Mutuelles, a key component to universal health coverage
In 2013, Senegal launched a national program to achieve universal access to health coverage. A key component of the program is to scale up community-led health insurance schemes called mutuelles, which pool contributions paid by members, and subsidies paid by the government to finance health care. Mutuelles are a financing mechanism that reduce out-of-pocket spending for those who need care. Population coverage in mutuelles in Senegal reached 19% in 2018, and the country has the ambitious aim to increase coverage to 45% by 2021. Importantly, coverage has become more equitable, thanks to government subsidies targeting poor and vulnerable groups.
Yet enrollment in mutuelles is stagnant. Most mutuelles remain small and financially frail; they struggle to build and maintain sufficient enrollment to achieve and sustain financial viability. Approximately 80% of Senegalese remain uninsured, facing financial hardship to access care: in 2013, 55% of health care spending was paid for out-of-pocket by people seeking care. At the same time, Senegal’s public health system lacks sufficient human and financial resources. Private providers deliver substantial amounts of care (for example based on the 2016 Senegal DHS 18% of caregivers seek sick child care treatment or advice from private sector providers), yet mutuelles rarely purchase services from them.

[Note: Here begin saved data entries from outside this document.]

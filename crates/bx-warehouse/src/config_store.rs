//! Sync-config / sync-state / sync-logs store: the three administrative
//! tables that drive the scheduler and record sync history.

use chrono::{DateTime, NaiveDateTime, Utc};
use serde::{Deserialize, Serialize};
use sqlx::FromRow;
use tracing::{debug, instrument};

use crate::error::Result;
use crate::pool::WarehousePool;

#[derive(Debug, Clone, Serialize, Deserialize, FromRow)]
pub struct SyncConfig {
    pub id: i64,
    pub entity_type: String,
    pub enabled: bool,
    pub sync_interval_minutes: i32,
    pub webhook_enabled: bool,
    pub last_sync_at: Option<NaiveDateTime>,
}

#[derive(Debug, Clone, Serialize, Deserialize, FromRow)]
pub struct SyncLog {
    pub id: i64,
    pub entity_type: String,
    pub sync_type: String,
    pub status: String,
    pub records_processed: Option<i32>,
    pub records_fetched: Option<i32>,
    pub error_message: Option<String>,
}

#[derive(Debug, Clone, Serialize, Deserialize, FromRow)]
pub struct SyncState {
    pub entity_type: String,
    pub last_modified_date: Option<NaiveDateTime>,
    pub last_bitrix_id: Option<String>,
    pub total_records: i32,
}

const SELECT_CONFIG: &str =
    "SELECT id, entity_type, enabled, sync_interval_minutes, webhook_enabled, last_sync_at FROM sync_config";

/// Lists every configured entity type, enabled or not — the scheduler
/// filters by `enabled` itself so disabled rows remain visible to `bx-cli`.
#[instrument(skip(pool))]
pub async fn list_sync_configs(pool: &WarehousePool) -> Result<Vec<SyncConfig>> {
    let sql = format!("{SELECT_CONFIG} ORDER BY entity_type");
    let configs = match pool {
        WarehousePool::PostgreSql(pg) => sqlx::query_as::<_, SyncConfig>(&sql).fetch_all(pg).await?,
        WarehousePool::MySql(my) => sqlx::query_as::<_, SyncConfig>(&sql).fetch_all(my).await?,
    };
    Ok(configs)
}

pub async fn get_sync_config(pool: &WarehousePool, entity_type: &str) -> Result<Option<SyncConfig>> {
    let config = match pool {
        WarehousePool::PostgreSql(pg) => {
            let sql = format!("{SELECT_CONFIG} WHERE entity_type = $1");
            sqlx::query_as::<_, SyncConfig>(&sql)
                .bind(entity_type)
                .fetch_optional(pg)
                .await?
        }
        WarehousePool::MySql(my) => {
            let sql = format!("{SELECT_CONFIG} WHERE entity_type = ?");
            sqlx::query_as::<_, SyncConfig>(&sql)
                .bind(entity_type)
                .fetch_optional(my)
                .await?
        }
    };
    Ok(config)
}

/// Inserts a `sync_config` row for `entity_type` if absent, otherwise
/// updates the editable fields in place (operator-driven reconfiguration,
/// not a reschedule — the scheduler re-reads this table on every tick).
#[instrument(skip(pool))]
pub async fn upsert_sync_config(
    pool: &WarehousePool,
    entity_type: &str,
    enabled: bool,
    sync_interval_minutes: i32,
    webhook_enabled: bool,
) -> Result<()> {
    match pool {
        WarehousePool::PostgreSql(pg) => {
            sqlx::query(
                "INSERT INTO sync_config (entity_type, enabled, sync_interval_minutes, webhook_enabled, created_at, updated_at)
                 VALUES ($1, $2, $3, $4, now(), now())
                 ON CONFLICT (entity_type) DO UPDATE SET
                    enabled = EXCLUDED.enabled,
                    sync_interval_minutes = EXCLUDED.sync_interval_minutes,
                    webhook_enabled = EXCLUDED.webhook_enabled,
                    updated_at = now()",
            )
            .bind(entity_type)
            .bind(enabled)
            .bind(sync_interval_minutes)
            .bind(webhook_enabled)
            .execute(pg)
            .await?;
        }
        WarehousePool::MySql(my) => {
            sqlx::query(
                "INSERT INTO sync_config (entity_type, enabled, sync_interval_minutes, webhook_enabled, created_at, updated_at)
                 VALUES (?, ?, ?, ?, NOW(), NOW())
                 ON DUPLICATE KEY UPDATE
                    enabled = VALUES(enabled),
                    sync_interval_minutes = VALUES(sync_interval_minutes),
                    webhook_enabled = VALUES(webhook_enabled),
                    updated_at = NOW()",
            )
            .bind(entity_type)
            .bind(enabled)
            .bind(sync_interval_minutes)
            .bind(webhook_enabled)
            .execute(my)
            .await?;
        }
    }
    debug!(entity_type, "sync_config upserted");
    Ok(())
}

pub async fn touch_last_sync(pool: &WarehousePool, entity_type: &str, at: DateTime<Utc>) -> Result<()> {
    let naive = at.naive_utc();
    match pool {
        WarehousePool::PostgreSql(pg) => {
            sqlx::query("UPDATE sync_config SET last_sync_at = $1, updated_at = now() WHERE entity_type = $2")
                .bind(naive)
                .bind(entity_type)
                .execute(pg)
                .await?;
        }
        WarehousePool::MySql(my) => {
            sqlx::query("UPDATE sync_config SET last_sync_at = ?, updated_at = NOW() WHERE entity_type = ?")
                .bind(naive)
                .bind(entity_type)
                .execute(my)
                .await?;
        }
    }
    Ok(())
}

/// Opens a `sync_logs` row in `running` status and returns its id, so the
/// caller can close it (`complete_sync_log`/`fail_sync_log`) on every
/// terminal branch of the sync, including early returns.
#[instrument(skip(pool))]
pub async fn start_sync_log(pool: &WarehousePool, entity_type: &str, sync_type: &str) -> Result<i64> {
    let id = match pool {
        WarehousePool::PostgreSql(pg) => {
            let row: (i64,) = sqlx::query_as(
                "INSERT INTO sync_logs (entity_type, sync_type, status, started_at, created_at)
                 VALUES ($1, $2, 'running', now(), now()) RETURNING id",
            )
            .bind(entity_type)
            .bind(sync_type)
            .fetch_one(pg)
            .await?;
            row.0
        }
        WarehousePool::MySql(my) => {
            let result = sqlx::query(
                "INSERT INTO sync_logs (entity_type, sync_type, status, started_at, created_at)
                 VALUES (?, ?, 'running', NOW(), NOW())",
            )
            .bind(entity_type)
            .bind(sync_type)
            .execute(my)
            .await?;
            result.last_insert_id() as i64
        }
    };
    Ok(id)
}

pub async fn complete_sync_log(pool: &WarehousePool, id: i64, records_processed: i32, records_fetched: i32) -> Result<()> {
    match pool {
        WarehousePool::PostgreSql(pg) => {
            sqlx::query(
                "UPDATE sync_logs SET status = 'completed', records_processed = $1, records_fetched = $2, completed_at = now() WHERE id = $3",
            )
            .bind(records_processed)
            .bind(records_fetched)
            .bind(id)
            .execute(pg)
            .await?;
        }
        WarehousePool::MySql(my) => {
            sqlx::query(
                "UPDATE sync_logs SET status = 'completed', records_processed = ?, records_fetched = ?, completed_at = NOW() WHERE id = ?",
            )
            .bind(records_processed)
            .bind(records_fetched)
            .bind(id)
            .execute(my)
            .await?;
        }
    }
    Ok(())
}

pub async fn fail_sync_log(pool: &WarehousePool, id: i64, error_message: &str) -> Result<()> {
    match pool {
        WarehousePool::PostgreSql(pg) => {
            sqlx::query("UPDATE sync_logs SET status = 'failed', error_message = $1, completed_at = now() WHERE id = $2")
                .bind(error_message)
                .bind(id)
                .execute(pg)
                .await?;
        }
        WarehousePool::MySql(my) => {
            sqlx::query("UPDATE sync_logs SET status = 'failed', error_message = ?, completed_at = NOW() WHERE id = ?")
                .bind(error_message)
                .bind(id)
                .execute(my)
                .await?;
        }
    }
    Ok(())
}

const SELECT_LOG: &str =
    "SELECT id, entity_type, sync_type, status, records_processed, records_fetched, error_message FROM sync_logs";

/// Paginated `sync_logs`, optionally filtered to one entity type, newest
/// first — backs `/sync/history`.
#[instrument(skip(pool))]
pub async fn list_sync_logs(
    pool: &WarehousePool,
    entity_type: Option<&str>,
    limit: i64,
    offset: i64,
) -> Result<Vec<SyncLog>> {
    let logs = match pool {
        WarehousePool::PostgreSql(pg) => match entity_type {
            Some(entity_type) => {
                let sql = format!("{SELECT_LOG} WHERE entity_type = $1 ORDER BY id DESC LIMIT $2 OFFSET $3");
                sqlx::query_as::<_, SyncLog>(&sql)
                    .bind(entity_type)
                    .bind(limit)
                    .bind(offset)
                    .fetch_all(pg)
                    .await?
            }
            None => {
                let sql = format!("{SELECT_LOG} ORDER BY id DESC LIMIT $1 OFFSET $2");
                sqlx::query_as::<_, SyncLog>(&sql).bind(limit).bind(offset).fetch_all(pg).await?
            }
        },
        WarehousePool::MySql(my) => match entity_type {
            Some(entity_type) => {
                let sql = format!("{SELECT_LOG} WHERE entity_type = ? ORDER BY id DESC LIMIT ? OFFSET ?");
                sqlx::query_as::<_, SyncLog>(&sql)
                    .bind(entity_type)
                    .bind(limit)
                    .bind(offset)
                    .fetch_all(my)
                    .await?
            }
            None => {
                let sql = format!("{SELECT_LOG} ORDER BY id DESC LIMIT ? OFFSET ?");
                sqlx::query_as::<_, SyncLog>(&sql).bind(limit).bind(offset).fetch_all(my).await?
            }
        },
    };
    Ok(logs)
}

const SELECT_STATE: &str = "SELECT entity_type, last_modified_date, last_bitrix_id, total_records FROM sync_state";

/// Every `sync_state` row — backs `/sync/stats` (row counts and last-sync
/// timestamps per entity).
pub async fn list_sync_states(pool: &WarehousePool) -> Result<Vec<SyncState>> {
    let sql = format!("{SELECT_STATE} ORDER BY entity_type");
    let states = match pool {
        WarehousePool::PostgreSql(pg) => sqlx::query_as::<_, SyncState>(&sql).fetch_all(pg).await?,
        WarehousePool::MySql(my) => sqlx::query_as::<_, SyncState>(&sql).fetch_all(my).await?,
    };
    Ok(states)
}

pub async fn get_sync_state(pool: &WarehousePool, entity_type: &str) -> Result<Option<SyncState>> {
    let state = match pool {
        WarehousePool::PostgreSql(pg) => {
            let sql = format!("{SELECT_STATE} WHERE entity_type = $1");
            sqlx::query_as::<_, SyncState>(&sql)
                .bind(entity_type)
                .fetch_optional(pg)
                .await?
        }
        WarehousePool::MySql(my) => {
            let sql = format!("{SELECT_STATE} WHERE entity_type = ?");
            sqlx::query_as::<_, SyncState>(&sql)
                .bind(entity_type)
                .fetch_optional(my)
                .await?
        }
    };
    Ok(state)
}

/// Advances the high-water mark for `entity_type` after a successful sync
/// batch. `total_records` is the running count, bumped by the caller.
#[instrument(skip(pool))]
pub async fn upsert_sync_state(
    pool: &WarehousePool,
    entity_type: &str,
    last_modified_date: Option<NaiveDateTime>,
    last_bitrix_id: Option<&str>,
    total_records: i32,
) -> Result<()> {
    match pool {
        WarehousePool::PostgreSql(pg) => {
            sqlx::query(
                "INSERT INTO sync_state (entity_type, last_modified_date, last_bitrix_id, total_records, updated_at)
                 VALUES ($1, $2, $3, $4, now())
                 ON CONFLICT (entity_type) DO UPDATE SET
                    last_modified_date = EXCLUDED.last_modified_date,
                    last_bitrix_id = EXCLUDED.last_bitrix_id,
                    total_records = EXCLUDED.total_records,
                    updated_at = now()",
            )
            .bind(entity_type)
            .bind(last_modified_date)
            .bind(last_bitrix_id)
            .bind(total_records)
            .execute(pg)
            .await?;
        }
        WarehousePool::MySql(my) => {
            sqlx::query(
                "INSERT INTO sync_state (entity_type, last_modified_date, last_bitrix_id, total_records, updated_at)
                 VALUES (?, ?, ?, ?, NOW())
                 ON DUPLICATE KEY UPDATE
                    last_modified_date = VALUES(last_modified_date),
                    last_bitrix_id = VALUES(last_bitrix_id),
                    total_records = VALUES(total_records),
                    updated_at = NOW()",
            )
            .bind(entity_type)
            .bind(last_modified_date)
            .bind(last_bitrix_id)
            .bind(total_records)
            .execute(my)
            .await?;
        }
    }
    Ok(())
}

The public-private engagement through mutuelles is promising. SHOPS Plus is documenting lessons learned from this activity to inform the next stage in strategies to achieve universal health coverage. The strategies aim to increase access to services with less financial hardship through greater participation by private providers in mutuelles nationwide. The global health community, especially countries at a nascent stage of universal health coverage and attempting to scale up social health insurance, can benefit from emerging lessons learned from Senegal’s experience.